*** Opening of Provided records ***

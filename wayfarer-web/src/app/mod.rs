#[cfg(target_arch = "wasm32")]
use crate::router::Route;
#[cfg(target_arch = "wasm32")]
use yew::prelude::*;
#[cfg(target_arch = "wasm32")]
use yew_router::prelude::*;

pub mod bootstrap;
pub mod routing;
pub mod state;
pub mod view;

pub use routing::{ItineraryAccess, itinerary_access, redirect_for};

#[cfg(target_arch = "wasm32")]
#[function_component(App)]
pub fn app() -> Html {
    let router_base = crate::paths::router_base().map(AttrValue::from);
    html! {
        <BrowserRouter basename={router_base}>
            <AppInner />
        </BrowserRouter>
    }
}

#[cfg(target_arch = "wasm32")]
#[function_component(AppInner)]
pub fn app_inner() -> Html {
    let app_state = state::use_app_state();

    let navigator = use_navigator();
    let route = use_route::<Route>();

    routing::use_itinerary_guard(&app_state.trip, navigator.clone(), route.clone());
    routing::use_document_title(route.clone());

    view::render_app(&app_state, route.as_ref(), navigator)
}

*** Close of Provided records ***
*** Opening of Provided records ***

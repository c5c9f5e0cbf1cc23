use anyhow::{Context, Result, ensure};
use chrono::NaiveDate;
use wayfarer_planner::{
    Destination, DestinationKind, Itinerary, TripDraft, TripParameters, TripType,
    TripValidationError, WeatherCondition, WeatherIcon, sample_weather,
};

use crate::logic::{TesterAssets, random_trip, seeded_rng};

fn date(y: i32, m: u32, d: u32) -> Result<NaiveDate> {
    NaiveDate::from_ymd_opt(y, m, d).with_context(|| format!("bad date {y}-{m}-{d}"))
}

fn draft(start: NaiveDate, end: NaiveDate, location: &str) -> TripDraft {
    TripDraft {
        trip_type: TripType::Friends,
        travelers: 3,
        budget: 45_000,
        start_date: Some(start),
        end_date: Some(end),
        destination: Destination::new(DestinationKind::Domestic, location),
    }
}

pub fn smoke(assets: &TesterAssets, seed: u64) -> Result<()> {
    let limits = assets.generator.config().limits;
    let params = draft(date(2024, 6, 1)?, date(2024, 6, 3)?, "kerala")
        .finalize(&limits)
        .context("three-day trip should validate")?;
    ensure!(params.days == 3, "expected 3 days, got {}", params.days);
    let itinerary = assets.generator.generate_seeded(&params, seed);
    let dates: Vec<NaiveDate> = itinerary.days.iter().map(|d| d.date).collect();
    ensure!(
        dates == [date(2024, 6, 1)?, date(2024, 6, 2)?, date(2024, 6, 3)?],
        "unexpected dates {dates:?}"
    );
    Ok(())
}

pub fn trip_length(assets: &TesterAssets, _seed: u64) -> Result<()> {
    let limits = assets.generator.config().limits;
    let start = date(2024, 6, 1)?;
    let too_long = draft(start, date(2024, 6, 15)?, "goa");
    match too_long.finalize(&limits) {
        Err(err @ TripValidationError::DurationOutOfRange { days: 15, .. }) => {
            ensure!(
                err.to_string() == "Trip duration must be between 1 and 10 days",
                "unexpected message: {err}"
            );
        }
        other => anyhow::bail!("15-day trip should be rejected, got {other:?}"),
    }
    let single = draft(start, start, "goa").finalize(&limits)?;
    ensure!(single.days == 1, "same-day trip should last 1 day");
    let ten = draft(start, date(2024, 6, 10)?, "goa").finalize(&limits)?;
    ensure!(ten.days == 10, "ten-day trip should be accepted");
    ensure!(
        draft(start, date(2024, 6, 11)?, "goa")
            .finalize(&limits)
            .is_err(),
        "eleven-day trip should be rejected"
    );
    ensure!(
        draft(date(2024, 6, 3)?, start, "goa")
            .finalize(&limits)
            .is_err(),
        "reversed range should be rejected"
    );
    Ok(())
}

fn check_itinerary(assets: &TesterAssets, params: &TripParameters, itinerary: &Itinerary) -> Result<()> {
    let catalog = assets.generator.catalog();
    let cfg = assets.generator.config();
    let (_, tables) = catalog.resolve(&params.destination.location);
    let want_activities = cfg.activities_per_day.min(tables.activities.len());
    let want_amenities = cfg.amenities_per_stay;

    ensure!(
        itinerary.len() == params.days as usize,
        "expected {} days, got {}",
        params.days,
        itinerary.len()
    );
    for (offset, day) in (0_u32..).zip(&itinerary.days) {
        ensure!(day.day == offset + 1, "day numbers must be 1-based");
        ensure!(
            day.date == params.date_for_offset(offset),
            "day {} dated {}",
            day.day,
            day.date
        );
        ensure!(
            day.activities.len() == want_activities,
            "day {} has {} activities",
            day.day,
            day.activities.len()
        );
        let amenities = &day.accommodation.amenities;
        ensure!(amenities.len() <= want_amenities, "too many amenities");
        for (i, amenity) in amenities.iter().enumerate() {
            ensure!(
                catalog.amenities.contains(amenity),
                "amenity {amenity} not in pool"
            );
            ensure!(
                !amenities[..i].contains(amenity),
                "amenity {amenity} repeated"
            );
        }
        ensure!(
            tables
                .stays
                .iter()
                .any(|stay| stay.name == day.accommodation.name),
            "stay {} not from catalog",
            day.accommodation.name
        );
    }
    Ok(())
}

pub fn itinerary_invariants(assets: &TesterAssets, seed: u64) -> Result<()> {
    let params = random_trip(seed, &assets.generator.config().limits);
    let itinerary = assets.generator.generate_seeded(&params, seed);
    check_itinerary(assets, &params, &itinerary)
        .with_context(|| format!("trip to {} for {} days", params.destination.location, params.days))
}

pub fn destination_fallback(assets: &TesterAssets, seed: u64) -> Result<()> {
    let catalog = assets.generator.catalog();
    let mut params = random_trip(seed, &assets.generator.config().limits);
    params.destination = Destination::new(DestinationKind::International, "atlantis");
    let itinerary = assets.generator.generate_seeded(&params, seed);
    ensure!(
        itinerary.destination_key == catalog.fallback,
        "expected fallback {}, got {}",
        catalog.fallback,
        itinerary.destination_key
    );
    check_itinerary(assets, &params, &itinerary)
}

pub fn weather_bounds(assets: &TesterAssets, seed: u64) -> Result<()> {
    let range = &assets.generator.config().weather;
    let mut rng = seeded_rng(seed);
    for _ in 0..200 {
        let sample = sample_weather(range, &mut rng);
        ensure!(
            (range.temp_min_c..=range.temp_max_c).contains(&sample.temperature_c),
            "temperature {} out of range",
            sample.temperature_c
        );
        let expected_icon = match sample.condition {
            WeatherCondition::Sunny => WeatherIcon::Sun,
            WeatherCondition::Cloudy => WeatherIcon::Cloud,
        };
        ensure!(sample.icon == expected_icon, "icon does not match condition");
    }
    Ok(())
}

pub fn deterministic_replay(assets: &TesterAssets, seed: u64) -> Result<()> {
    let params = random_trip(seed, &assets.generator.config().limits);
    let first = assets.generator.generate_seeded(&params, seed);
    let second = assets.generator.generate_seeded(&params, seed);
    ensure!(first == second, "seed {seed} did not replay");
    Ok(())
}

*** Close of Provided records ***

→ Description of the task
Please go through the data above and copy each line that has the word "iter".

→ Response area
    let dates: Vec<NaiveDate> = itinerary.days.iter().map(|d| d.date).collect();
        for (i, amenity) in amenities.iter().enumerate() {
                .iter()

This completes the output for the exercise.